## What to produce
Tally the lines in the following entries that include the word "least"; state only the total.

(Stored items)
#####

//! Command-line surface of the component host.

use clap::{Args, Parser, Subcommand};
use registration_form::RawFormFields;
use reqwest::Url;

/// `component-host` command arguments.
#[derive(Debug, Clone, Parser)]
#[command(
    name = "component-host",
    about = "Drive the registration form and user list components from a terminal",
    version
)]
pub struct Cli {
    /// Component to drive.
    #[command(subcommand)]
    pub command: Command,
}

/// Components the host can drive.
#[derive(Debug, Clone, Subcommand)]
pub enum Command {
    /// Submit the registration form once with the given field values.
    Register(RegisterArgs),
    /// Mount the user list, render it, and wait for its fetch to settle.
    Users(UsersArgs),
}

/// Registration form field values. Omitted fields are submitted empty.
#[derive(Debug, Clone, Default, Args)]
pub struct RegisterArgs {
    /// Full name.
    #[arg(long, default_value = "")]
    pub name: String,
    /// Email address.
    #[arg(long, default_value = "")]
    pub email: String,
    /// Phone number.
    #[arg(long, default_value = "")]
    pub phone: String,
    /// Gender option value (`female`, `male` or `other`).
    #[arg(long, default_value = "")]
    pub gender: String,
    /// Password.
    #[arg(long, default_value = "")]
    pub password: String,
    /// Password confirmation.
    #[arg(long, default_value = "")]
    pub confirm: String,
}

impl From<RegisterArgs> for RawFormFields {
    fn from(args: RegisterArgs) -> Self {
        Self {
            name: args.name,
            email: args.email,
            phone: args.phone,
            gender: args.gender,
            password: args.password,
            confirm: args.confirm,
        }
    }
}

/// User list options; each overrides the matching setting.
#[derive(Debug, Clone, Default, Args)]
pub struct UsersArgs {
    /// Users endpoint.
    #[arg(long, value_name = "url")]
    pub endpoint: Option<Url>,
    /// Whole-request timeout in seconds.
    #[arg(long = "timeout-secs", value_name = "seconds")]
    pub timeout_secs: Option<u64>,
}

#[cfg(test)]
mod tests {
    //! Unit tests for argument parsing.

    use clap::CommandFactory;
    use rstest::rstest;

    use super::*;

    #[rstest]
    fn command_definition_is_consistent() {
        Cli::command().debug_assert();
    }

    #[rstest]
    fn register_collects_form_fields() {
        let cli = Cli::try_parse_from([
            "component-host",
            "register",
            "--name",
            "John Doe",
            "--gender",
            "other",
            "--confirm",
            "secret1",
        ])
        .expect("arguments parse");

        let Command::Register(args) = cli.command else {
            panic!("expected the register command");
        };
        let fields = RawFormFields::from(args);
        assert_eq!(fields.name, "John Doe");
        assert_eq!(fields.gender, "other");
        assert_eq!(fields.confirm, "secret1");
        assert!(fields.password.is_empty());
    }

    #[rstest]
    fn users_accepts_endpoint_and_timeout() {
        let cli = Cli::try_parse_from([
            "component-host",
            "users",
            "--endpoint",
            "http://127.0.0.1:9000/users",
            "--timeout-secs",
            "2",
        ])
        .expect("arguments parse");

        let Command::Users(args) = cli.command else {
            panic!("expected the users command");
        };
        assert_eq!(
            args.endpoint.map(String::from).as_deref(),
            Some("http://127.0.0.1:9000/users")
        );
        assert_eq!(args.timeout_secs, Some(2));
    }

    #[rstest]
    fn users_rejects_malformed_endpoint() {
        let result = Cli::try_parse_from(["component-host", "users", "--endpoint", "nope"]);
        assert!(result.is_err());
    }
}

#####

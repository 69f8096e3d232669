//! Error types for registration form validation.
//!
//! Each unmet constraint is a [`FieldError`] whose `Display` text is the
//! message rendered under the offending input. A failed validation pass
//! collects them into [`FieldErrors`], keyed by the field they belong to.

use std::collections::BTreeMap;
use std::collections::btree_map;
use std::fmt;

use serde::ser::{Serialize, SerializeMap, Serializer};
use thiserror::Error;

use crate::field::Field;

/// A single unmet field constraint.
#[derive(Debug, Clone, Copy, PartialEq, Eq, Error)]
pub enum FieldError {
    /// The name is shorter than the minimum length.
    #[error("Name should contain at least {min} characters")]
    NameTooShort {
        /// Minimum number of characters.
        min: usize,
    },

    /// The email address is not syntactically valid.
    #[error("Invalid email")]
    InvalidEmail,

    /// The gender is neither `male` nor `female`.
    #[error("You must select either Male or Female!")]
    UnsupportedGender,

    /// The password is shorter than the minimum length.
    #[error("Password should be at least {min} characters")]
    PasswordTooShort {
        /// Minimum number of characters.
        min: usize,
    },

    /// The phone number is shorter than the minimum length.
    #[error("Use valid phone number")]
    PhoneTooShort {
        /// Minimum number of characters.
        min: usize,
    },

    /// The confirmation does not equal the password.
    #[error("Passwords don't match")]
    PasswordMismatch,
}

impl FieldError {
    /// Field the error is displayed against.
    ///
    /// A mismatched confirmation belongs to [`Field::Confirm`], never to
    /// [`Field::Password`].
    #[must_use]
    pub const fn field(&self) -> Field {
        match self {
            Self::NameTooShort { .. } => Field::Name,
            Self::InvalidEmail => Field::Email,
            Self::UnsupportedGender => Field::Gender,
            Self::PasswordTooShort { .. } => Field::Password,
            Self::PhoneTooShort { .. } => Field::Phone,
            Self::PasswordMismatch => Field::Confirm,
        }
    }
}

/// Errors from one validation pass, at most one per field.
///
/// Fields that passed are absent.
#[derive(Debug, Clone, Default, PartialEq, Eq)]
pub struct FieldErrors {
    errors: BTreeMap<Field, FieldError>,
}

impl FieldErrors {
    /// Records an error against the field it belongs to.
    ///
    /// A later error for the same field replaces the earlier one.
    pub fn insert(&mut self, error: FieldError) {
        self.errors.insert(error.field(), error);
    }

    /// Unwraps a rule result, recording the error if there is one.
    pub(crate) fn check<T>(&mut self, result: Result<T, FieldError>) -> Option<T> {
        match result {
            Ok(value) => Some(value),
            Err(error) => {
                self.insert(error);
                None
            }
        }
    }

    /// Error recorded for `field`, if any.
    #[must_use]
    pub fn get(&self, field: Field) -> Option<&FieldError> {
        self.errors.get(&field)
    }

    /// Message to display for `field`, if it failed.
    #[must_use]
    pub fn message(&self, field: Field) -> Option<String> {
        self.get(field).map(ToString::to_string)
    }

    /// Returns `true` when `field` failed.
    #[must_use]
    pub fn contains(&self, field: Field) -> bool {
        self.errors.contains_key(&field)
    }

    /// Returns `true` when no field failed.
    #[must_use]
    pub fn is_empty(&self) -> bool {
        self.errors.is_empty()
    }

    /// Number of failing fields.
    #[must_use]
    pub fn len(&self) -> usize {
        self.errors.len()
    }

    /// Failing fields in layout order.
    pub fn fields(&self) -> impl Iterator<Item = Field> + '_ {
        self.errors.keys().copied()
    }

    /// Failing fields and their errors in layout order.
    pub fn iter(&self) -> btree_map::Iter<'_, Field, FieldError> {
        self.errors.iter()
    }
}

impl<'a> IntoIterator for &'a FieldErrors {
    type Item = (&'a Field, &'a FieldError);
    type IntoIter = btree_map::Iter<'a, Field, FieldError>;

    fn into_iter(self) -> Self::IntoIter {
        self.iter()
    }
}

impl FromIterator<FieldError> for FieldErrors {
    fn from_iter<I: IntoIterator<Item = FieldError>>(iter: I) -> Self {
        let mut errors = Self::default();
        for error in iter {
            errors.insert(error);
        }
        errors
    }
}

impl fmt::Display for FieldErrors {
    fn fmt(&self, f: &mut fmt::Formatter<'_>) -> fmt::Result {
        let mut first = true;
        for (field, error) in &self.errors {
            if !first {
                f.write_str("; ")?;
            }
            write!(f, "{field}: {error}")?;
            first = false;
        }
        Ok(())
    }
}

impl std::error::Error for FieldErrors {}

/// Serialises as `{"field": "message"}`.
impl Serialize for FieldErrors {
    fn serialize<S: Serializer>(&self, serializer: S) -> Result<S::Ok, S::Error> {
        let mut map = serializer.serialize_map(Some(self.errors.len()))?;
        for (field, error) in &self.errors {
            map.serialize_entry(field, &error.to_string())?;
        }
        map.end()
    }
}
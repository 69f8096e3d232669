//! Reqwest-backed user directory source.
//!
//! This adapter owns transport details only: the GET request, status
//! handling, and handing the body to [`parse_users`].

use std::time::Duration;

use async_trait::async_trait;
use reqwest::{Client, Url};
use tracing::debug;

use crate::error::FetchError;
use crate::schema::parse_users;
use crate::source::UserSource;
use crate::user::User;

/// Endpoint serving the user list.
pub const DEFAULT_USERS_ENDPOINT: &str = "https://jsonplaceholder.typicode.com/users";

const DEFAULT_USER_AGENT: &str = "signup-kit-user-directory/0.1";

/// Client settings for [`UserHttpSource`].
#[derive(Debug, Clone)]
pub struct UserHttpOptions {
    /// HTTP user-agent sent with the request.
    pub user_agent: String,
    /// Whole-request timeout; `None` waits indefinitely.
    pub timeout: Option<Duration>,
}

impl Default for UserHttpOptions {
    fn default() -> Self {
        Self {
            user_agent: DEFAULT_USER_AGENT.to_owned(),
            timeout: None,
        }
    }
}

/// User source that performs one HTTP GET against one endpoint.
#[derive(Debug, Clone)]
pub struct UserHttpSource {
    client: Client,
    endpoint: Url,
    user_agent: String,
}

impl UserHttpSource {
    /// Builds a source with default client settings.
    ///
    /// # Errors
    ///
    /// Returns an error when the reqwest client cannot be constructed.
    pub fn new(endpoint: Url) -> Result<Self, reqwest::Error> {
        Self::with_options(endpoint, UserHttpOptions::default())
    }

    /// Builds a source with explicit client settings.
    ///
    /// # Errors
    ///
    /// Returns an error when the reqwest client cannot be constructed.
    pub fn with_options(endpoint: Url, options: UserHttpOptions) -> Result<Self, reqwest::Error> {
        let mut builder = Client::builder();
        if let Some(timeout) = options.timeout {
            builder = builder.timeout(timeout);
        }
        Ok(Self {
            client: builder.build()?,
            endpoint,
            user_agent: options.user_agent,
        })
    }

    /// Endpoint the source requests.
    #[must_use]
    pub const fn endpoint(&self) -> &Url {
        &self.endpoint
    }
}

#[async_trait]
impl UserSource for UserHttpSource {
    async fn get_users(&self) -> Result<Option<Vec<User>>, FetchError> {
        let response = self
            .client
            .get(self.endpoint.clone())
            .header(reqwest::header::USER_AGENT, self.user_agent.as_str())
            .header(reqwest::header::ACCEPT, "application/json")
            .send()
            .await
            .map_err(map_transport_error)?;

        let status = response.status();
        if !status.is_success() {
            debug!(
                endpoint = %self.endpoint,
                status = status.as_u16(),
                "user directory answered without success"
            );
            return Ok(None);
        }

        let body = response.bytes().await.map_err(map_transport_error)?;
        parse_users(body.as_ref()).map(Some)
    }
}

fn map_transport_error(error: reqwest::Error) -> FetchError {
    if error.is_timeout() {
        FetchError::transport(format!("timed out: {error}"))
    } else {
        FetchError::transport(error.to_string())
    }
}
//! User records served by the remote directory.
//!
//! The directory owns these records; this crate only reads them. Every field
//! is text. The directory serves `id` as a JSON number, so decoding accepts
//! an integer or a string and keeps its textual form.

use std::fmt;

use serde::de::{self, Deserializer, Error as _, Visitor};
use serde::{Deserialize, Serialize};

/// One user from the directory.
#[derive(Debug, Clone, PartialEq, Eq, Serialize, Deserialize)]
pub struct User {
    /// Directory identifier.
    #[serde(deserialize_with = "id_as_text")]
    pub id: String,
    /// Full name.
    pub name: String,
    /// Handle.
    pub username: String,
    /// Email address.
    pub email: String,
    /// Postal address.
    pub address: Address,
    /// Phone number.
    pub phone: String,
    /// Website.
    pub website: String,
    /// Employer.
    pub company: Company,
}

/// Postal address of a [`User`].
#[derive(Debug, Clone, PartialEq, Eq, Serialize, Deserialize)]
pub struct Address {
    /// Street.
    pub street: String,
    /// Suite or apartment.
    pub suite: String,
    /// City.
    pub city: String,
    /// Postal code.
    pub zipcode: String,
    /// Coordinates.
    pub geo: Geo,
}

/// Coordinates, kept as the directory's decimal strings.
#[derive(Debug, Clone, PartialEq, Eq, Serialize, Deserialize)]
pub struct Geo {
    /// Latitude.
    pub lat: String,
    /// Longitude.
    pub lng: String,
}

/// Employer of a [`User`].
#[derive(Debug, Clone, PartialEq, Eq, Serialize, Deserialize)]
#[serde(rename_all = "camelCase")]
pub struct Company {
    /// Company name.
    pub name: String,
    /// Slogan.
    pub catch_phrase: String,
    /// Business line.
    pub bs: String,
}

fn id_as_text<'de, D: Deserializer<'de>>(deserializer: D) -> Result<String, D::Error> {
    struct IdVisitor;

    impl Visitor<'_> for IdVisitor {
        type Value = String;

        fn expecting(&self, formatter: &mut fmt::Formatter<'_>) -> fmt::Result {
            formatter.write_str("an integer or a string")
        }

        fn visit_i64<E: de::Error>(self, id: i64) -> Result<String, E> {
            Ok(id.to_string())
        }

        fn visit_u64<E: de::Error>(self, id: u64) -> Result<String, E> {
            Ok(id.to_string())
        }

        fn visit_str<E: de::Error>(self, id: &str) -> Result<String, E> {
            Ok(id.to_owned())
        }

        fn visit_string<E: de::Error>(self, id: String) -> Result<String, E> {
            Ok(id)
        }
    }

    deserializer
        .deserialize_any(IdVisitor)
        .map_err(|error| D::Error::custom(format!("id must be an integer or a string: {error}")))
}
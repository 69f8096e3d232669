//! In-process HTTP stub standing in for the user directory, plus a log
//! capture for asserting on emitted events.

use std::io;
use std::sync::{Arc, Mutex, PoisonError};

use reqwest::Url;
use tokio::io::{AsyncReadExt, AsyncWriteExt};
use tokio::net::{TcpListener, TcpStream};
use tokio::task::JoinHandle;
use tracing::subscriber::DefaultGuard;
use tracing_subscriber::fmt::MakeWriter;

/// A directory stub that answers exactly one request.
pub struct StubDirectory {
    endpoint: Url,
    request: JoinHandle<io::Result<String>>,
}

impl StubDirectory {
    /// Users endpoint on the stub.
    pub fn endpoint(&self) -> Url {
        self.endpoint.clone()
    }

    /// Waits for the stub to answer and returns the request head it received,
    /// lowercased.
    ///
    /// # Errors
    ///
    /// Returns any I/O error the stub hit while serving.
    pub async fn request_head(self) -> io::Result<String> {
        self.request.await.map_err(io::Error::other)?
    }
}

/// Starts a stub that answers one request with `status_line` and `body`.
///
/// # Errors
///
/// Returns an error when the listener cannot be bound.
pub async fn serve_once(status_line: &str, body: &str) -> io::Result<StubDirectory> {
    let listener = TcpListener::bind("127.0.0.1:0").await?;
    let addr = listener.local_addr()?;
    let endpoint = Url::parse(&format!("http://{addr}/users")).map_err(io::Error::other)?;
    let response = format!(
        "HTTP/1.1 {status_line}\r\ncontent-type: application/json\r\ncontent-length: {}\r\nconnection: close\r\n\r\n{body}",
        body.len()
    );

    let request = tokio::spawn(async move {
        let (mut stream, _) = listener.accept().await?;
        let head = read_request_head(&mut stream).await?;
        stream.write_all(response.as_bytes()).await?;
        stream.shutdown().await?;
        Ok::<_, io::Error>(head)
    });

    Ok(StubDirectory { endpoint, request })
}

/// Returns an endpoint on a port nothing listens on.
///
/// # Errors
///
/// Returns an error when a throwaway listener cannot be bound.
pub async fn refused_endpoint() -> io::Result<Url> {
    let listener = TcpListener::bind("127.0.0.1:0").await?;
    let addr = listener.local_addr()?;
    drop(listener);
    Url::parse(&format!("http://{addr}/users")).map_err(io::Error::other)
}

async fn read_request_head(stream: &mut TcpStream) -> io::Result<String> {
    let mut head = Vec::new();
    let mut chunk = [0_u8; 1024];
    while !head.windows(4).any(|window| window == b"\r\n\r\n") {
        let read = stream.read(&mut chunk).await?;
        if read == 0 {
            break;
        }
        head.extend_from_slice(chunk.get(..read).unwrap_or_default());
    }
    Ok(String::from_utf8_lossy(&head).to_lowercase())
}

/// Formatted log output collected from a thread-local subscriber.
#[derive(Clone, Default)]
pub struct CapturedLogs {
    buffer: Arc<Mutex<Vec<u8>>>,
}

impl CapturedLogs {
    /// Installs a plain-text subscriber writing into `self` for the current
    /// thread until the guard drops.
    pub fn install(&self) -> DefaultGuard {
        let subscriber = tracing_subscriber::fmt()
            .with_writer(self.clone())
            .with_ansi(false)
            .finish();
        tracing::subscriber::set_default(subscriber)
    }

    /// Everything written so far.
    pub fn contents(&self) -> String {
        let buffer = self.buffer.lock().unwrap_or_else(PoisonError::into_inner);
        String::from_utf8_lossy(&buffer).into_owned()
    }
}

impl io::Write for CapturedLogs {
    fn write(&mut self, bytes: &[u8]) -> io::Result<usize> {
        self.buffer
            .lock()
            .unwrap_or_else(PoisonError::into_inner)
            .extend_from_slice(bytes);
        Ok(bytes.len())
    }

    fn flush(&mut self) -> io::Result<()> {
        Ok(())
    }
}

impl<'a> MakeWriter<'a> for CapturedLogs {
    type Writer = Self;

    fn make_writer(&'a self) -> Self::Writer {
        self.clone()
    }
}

#####

## Written response
2